§ Action item
Which lines of the records contain the word "Serialize"? Show each of them.
———
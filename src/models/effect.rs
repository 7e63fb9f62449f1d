use serde::{Deserialize, Serialize};

/// One scoring rule extracted from the attribute text.
///
/// `condition` is the free-text clause before the effect numbers; it is
/// re-interpreted against the current dice on every pass rather than being
/// compiled into an AST (OCR noise makes a rigid grammar brittle).
#[derive(Debug, Clone, Serialize, Deserialize, PartialEq)]
pub struct ParsedEffect {
    pub raw_text: String,
    pub condition: String,
    pub dice_total_delta: i32,
    pub multiplier_delta: f64,
}

/// A parsed effect plus whether its condition holds for the current dice.
#[derive(Debug, Clone, Serialize, Deserialize, PartialEq)]
pub struct EvaluatedEffect {
    #[serde(flatten)]
    pub effect: ParsedEffect,
    pub is_active: bool,
}

/// Final score composition for one pass. Derived, never stored.
#[derive(Debug, Clone, Copy, Serialize, Deserialize, PartialEq)]
pub struct ScoreBreakdown {
    pub base_sum: i32,
    pub total_bonus: i32,
    pub final_multiplier: f64,
    pub final_score: i64,
}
———
§ Response area
use serde::{Deserialize, Serialize};
#[derive(Debug, Clone, Serialize, Deserialize, PartialEq)]
#[derive(Debug, Clone, Serialize, Deserialize, PartialEq)]
#[derive(Debug, Clone, Copy, Serialize, Deserialize, PartialEq)]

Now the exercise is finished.